* Task: Beneath this line is the data. Output exactly the lines from the line with "pub struct StatusHub" to the line with "let mut parsed = BTreeMap::new();", both ends included, and nothing more.

* Material to process:
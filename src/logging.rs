// ABOUTME: tracing subscriber setup (text or JSON lines) and a panic hook that logs through it

use clap::ValueEnum;
use tracing::error;
use tracing_subscriber::prelude::*;
use tracing_subscriber::EnvFilter;

/// Filter used when `RUST_LOG` is unset
pub const DEFAULT_FILTER: &str = "syncgate=info,tower_http=info";

/// Log line format
#[derive(Debug, Clone, Copy, Default, PartialEq, Eq, ValueEnum)]
pub enum LogFormat {
    /// Human readable lines
    #[default]
    Text,
    /// One JSON object per line
    Json,
}

/// Install the global subscriber; a second call is a no-op
pub fn init(format: LogFormat) {
    let filter = EnvFilter::try_from_default_env().unwrap_or_else(|_| DEFAULT_FILTER.into());

    let result = match format {
        LogFormat::Text => tracing_subscriber::registry()
            .with(tracing_subscriber::fmt::layer().with_target(false))
            .with(filter)
            .try_init(),
        LogFormat::Json => tracing_subscriber::registry()
            .with(
                tracing_subscriber::fmt::layer()
                    .json()
                    .with_target(true)
                    .with_ansi(false),
            )
            .with(filter)
            .try_init(),
    };

    if let Err(e) = result {
        eprintln!("Logging already initialised: {e}");
    }
}

/// Log panics through tracing before the default hook prints them
pub fn install_panic_hook() {
    let default_hook = std::panic::take_hook();
    std::panic::set_hook(Box::new(move |panic_info| {
        error!("Application panicked: {}", panic_info);
        default_hook(panic_info);
    }));
}
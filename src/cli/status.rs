// ABOUTME: `status` command: serve the aggregated status of other control endpoints

use anyhow::{Context, Result};
use std::time::Duration;
use tracing::info;

use super::util::{bind_control, shutdown_signal};
use super::StatusArgs;
use syncgate::control::StatusHub;

const DEFAULT_PORT: u16 = 25555;

/// Execute the status command
pub async fn execute(args: StatusArgs) -> Result<()> {
    let hub = StatusHub::parse(&args.targets, Duration::from_secs(args.timeout_secs))
        .context("Invalid TARGETS")?;
    let listener = bind_control(&args.control, DEFAULT_PORT).await?;

    let targets: Vec<&str> = hub.names().collect();
    info!(addr = %listener.local_addr()?, targets = ?targets, "Status hub listening");

    let app = hub.app();
    axum::serve(
        listener,
        axum::ServiceExt::<axum::extract::Request>::into_make_service(app),
    )
    .with_graceful_shutdown(shutdown_signal())
    .await
    .context("Status hub failed")
}
// ABOUTME: Status hub aggregating the status endpoints of several control endpoints

use std::collections::BTreeMap;
use std::time::Duration;

use axum::routing::get;
use axum::{extract::State, Json, Router};
use futures_util::future::join_all;
use serde::Serialize;
use serde_json::Value;
use thiserror::Error;
use tower_http::normalize_path::NormalizePath;
use tower_http::trace::TraceLayer;
use url::Url;

/// Errors in the hub's target list
#[derive(Error, Debug, PartialEq, Eq)]
pub enum StatusHubError {
    /// A clause is not `name=url`
    #[error("Invalid status target '{0}', expected name=url")]
    InvalidClause(String),

    /// The URL does not parse
    #[error("Invalid URL for status target {name}: {url}")]
    InvalidUrl {
        /// Target name
        name: String,
        /// Configured URL
        url: String,
    },

    /// Two targets share a name
    #[error("Duplicate status target {0}")]
    Duplicate(String),

    /// The HTTP client could not be built
    #[error("Failed to build HTTP client: {0}")]
    Client(String),
}

/// Outcome of querying one target
#[derive(Debug, Clone, PartialEq, Serialize)]
#[serde(untagged)]
pub enum TargetStatus {
    /// The target answered; its status body is passed through
    Running {
        /// Status body
        running: Value,
    },
    /// The target could not be queried
    Error {
        /// Failure message
        error: String,
    },
}

/// Queries a fixed set of control endpoints
#[derive(Debug, Clone)]
pub struct StatusHub {
    client: reqwest::Client,
    targets: BTreeMap<String, Url>,
}

impl StatusHub {
    /// Hub over `name=url[,name=url...]`
    pub fn parse(targets: &str, request_timeout: Duration) -> Result<Self, StatusHubError> {
        let mut parsed = BTreeMap::new();
        for clause in targets.split(',').map(str::trim).filter(|c| !c.is_empty()) {
            let (name, url) = clause
                .split_once('=')
                .ok_or_else(|| StatusHubError::InvalidClause(clause.to_string()))?;
            let (name, url) = (name.trim(), url.trim());

            let parsed_url = Url::parse(url).map_err(|_| StatusHubError::InvalidUrl {
                name: name.to_string(),
                url: url.to_string(),
            })?;

            if parsed.insert(name.to_string(), parsed_url).is_some() {
                return Err(StatusHubError::Duplicate(name.to_string()));
            }
        }

        let client = reqwest::Client::builder()
            .timeout(request_timeout)
            .build()
            .map_err(|e| StatusHubError::Client(e.to_string()))?;

        Ok(Self {
            client,
            targets: parsed,
        })
    }

    /// Target names in order
    pub fn names(&self) -> impl Iterator<Item = &str> {
        self.targets.keys().map(String::as_str)
    }

    /// Query every target concurrently
    pub async fn collect(&self) -> BTreeMap<String, TargetStatus> {
        let queries = self.targets.iter().map(|(name, url)| async move {
            let status = match self.fetch(url).await {
                Ok(running) => TargetStatus::Running { running },
                Err(e) => TargetStatus::Error {
                    error: e.to_string(),
                },
            };
            (name.clone(), status)
        });

        join_all(queries).await.into_iter().collect()
    }

    async fn fetch(&self, url: &Url) -> Result<Value, reqwest::Error> {
        self.client
            .get(url.clone())
            .send()
            .await?
            .error_for_status()?
            .json()
            .await
    }

    /// Router serving the aggregate at `/`
    pub fn app(self) -> NormalizePath<Router> {
        let router = Router::new()
            .route("/", get(aggregate))
            .fallback(|| async { super::server::ApiError::NotFound })
            .layer(TraceLayer::new_for_http())
            .with_state(self);
        NormalizePath::trim_trailing_slash(router)
    }
}

async fn aggregate(State(hub): State<StatusHub>) -> Json<BTreeMap<String, TargetStatus>> {
    Json(hub.collect().await)
}

#[cfg(test)]
mod tests {
    use super::*;
    use serde_json::json;

    #[test]
    fn test_parse_targets() {
        let hub = StatusHub::parse(
            "node=http://node:25551, sync=http://sync-proxy:25552/,index=http://rpc-proxy:25550",
            Duration::from_secs(1),
        )
        .unwrap();

        assert_eq!(hub.names().collect::<Vec<_>>(), vec!["index", "node", "sync"]);
    }

    #[test]
    fn test_parse_rejects_bad_targets() {
        assert_eq!(
            StatusHub::parse("node", Duration::from_secs(1)).unwrap_err(),
            StatusHubError::InvalidClause("node".to_string())
        );
        assert!(matches!(
            StatusHub::parse("node=not a url", Duration::from_secs(1)),
            Err(StatusHubError::InvalidUrl { .. })
        ));
        assert_eq!(
            StatusHub::parse("a=http://x,a=http://y", Duration::from_secs(1)).unwrap_err(),
            StatusHubError::Duplicate("a".to_string())
        );
    }

    #[test]
    fn test_target_status_shape() {
        let running = TargetStatus::Running {
            running: json!({"canConnect": true, "connections": 0}),
        };
        assert_eq!(
            serde_json::to_value(running).unwrap(),
            json!({"running": {"canConnect": true, "connections": 0}})
        );

        let failed = TargetStatus::Error {
            error: "connection refused".to_string(),
        };
        assert_eq!(
            serde_json::to_value(failed).unwrap(),
            json!({"error": "connection refused"})
        );
    }

    #[tokio::test]
    async fn test_unreachable_target_reports_error() {
        let listener = std::net::TcpListener::bind("127.0.0.1:0").unwrap();
        let port = listener.local_addr().unwrap().port();
        drop(listener);

        let hub = StatusHub::parse(&format!("gone=http://127.0.0.1:{port}"), Duration::from_secs(2)).unwrap();
        let statuses = hub.collect().await;

        assert!(matches!(statuses.get("gone"), Some(TargetStatus::Error { .. })));
    }
}
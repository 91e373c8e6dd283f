// ABOUTME: `node` command: supervise the chain node with flow control behind a control endpoint
//
// The node is started right away. When RELAY_CONTROL is set, every new epoch
// pauses that relay through its HTTP control endpoint.

use anyhow::{Context, Result};
use std::sync::Arc;
use std::time::Duration;
use tracing::{error, info};

use super::util::{bind_control, shutdown_signal};
use super::NodeArgs;
use syncgate::control::{serve, ControlledService, ServiceRegistry};
use syncgate::services::NodeService;
use syncgate::sync::{PauseTarget, RemoteRelay};

const DEFAULT_PORT: u16 = 25551;

/// Timeout for a single pause request to the relay
const PAUSE_REQUEST_TIMEOUT: Duration = Duration::from_secs(10);

/// Execute the node command
pub async fn execute(args: NodeArgs) -> Result<()> {
    let pause_target = match &args.relay_control {
        Some(url) => {
            let relay = RemoteRelay::new(url, PAUSE_REQUEST_TIMEOUT).context("Invalid RELAY_CONTROL")?;
            info!(pause_url = %relay.pause_url(), "Epoch changes will pause the remote relay");
            Some(Arc::new(relay) as Arc<dyn PauseTarget>)
        }
        None => {
            info!("No RELAY_CONTROL configured, epoch changes are only logged");
            None
        }
    };

    let node = Arc::new(
        NodeService::spawn(args.node.options(pause_target)?).context("Failed to set up node service")?,
    );
    let listener = bind_control(&args.control, DEFAULT_PORT).await?;

    if let Err(e) = node.start().await {
        error!(error = %e, "Failed to start node");
    }

    let registry = ServiceRegistry::new().with("node", Arc::clone(&node) as Arc<dyn ControlledService>);
    serve(listener, &registry, shutdown_signal())
        .await
        .context("Control endpoint failed")?;

    node.shutdown().await.context("Failed to stop node")?;
    Ok(())
}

* Output:
pub struct StatusHub {
    client: reqwest::Client,
    targets: BTreeMap<String, Url>,
}

impl StatusHub {
    /// Hub over `name=url[,name=url...]`
    pub fn parse(targets: &str, request_timeout: Duration) -> Result<Self, StatusHubError> {
        let mut parsed = BTreeMap::new();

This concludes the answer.